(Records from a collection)
=== Begin Enclosure ===

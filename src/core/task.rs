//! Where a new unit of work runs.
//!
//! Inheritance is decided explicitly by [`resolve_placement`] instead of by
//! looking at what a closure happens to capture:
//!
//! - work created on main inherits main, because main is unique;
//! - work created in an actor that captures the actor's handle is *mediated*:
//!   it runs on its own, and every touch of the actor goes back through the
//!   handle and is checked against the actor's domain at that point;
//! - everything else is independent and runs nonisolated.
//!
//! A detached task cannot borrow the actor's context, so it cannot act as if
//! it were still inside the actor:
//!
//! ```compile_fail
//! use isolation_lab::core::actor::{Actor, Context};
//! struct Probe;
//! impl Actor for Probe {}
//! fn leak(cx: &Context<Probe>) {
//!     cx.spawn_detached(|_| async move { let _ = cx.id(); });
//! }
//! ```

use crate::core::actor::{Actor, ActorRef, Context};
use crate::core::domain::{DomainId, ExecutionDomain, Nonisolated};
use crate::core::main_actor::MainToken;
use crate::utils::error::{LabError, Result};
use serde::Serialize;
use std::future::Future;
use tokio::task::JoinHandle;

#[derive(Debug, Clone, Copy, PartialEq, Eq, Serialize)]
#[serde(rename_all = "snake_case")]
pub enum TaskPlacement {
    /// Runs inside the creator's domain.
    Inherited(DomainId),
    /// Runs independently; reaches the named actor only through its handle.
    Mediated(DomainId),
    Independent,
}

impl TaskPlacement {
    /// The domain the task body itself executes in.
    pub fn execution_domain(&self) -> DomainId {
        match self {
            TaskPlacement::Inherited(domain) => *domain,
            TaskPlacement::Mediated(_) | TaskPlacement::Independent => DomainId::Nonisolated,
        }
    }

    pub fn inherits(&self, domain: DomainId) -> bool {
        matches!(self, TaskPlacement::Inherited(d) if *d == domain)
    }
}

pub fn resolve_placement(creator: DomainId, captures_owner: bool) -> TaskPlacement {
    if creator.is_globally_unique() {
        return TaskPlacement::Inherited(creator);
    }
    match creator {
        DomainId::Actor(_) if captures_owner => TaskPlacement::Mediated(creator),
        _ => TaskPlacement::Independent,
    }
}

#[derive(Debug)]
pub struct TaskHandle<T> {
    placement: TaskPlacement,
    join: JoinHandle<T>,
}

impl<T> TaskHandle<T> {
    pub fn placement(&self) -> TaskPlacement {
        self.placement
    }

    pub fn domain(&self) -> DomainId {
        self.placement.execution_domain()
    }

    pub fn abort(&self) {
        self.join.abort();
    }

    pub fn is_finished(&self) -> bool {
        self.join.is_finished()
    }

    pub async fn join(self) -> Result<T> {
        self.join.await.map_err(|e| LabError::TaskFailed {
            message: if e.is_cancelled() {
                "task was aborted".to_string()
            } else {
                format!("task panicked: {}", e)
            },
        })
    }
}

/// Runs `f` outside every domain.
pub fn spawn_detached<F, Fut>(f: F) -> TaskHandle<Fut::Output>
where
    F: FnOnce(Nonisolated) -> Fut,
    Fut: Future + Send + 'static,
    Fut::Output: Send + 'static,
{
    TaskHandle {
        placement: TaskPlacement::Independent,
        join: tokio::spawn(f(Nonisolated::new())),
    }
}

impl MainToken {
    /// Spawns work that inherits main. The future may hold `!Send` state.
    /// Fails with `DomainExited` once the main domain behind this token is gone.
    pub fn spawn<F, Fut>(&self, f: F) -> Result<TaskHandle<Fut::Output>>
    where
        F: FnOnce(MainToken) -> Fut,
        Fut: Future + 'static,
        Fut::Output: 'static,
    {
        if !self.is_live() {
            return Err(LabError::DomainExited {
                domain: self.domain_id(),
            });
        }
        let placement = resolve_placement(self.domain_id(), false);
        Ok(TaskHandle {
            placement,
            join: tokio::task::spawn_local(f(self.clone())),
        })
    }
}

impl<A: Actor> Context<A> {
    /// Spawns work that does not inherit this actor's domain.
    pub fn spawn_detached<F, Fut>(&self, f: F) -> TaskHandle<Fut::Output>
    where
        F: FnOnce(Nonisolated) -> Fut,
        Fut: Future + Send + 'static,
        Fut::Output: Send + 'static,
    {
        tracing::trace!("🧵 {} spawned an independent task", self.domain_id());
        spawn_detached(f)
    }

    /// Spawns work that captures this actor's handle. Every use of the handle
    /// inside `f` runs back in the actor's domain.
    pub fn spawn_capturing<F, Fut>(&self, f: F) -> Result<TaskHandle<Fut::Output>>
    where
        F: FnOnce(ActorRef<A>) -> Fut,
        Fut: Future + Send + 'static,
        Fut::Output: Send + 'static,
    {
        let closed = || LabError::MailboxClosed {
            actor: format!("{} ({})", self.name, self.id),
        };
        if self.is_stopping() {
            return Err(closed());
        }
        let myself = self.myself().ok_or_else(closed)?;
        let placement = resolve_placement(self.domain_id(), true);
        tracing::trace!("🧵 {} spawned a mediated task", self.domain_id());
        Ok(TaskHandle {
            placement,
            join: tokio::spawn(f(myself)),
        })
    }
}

=== End Enclosure ===
=== Begin Enclosure ===

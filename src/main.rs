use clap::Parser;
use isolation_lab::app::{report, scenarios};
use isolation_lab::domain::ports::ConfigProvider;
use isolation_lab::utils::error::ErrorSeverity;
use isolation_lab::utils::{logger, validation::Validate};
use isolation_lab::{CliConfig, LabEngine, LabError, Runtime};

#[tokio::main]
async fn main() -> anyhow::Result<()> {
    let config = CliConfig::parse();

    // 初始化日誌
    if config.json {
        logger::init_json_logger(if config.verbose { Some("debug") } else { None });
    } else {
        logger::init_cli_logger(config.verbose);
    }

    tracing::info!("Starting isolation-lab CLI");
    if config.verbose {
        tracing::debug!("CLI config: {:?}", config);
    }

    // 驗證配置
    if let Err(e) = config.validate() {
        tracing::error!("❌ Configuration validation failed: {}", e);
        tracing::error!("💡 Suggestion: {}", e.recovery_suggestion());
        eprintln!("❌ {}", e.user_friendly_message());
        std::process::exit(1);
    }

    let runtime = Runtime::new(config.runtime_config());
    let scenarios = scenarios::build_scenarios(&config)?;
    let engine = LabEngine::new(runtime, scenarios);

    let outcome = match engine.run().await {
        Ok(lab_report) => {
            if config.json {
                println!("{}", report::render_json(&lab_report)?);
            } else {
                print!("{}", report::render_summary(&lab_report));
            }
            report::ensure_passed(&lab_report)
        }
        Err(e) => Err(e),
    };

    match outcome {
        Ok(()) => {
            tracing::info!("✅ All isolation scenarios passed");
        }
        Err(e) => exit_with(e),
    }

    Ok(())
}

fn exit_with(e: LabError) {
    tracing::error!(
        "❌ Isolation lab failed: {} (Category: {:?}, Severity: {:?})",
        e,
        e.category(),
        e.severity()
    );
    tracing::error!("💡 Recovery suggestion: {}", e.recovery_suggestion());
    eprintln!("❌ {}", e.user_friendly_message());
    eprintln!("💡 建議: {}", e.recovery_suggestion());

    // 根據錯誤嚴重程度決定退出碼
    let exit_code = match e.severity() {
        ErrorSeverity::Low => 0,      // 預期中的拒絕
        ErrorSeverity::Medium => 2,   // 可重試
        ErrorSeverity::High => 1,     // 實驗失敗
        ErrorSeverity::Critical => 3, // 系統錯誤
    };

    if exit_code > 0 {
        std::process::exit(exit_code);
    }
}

=== End Enclosure ===

__THE TASK__
What lines in the records above include the string "CliConfig"? Copy each one.

__RESULT FOR THIS TASK__
use isolation_lab::{CliConfig, LabEngine, LabError, Runtime};
    let config = CliConfig::parse();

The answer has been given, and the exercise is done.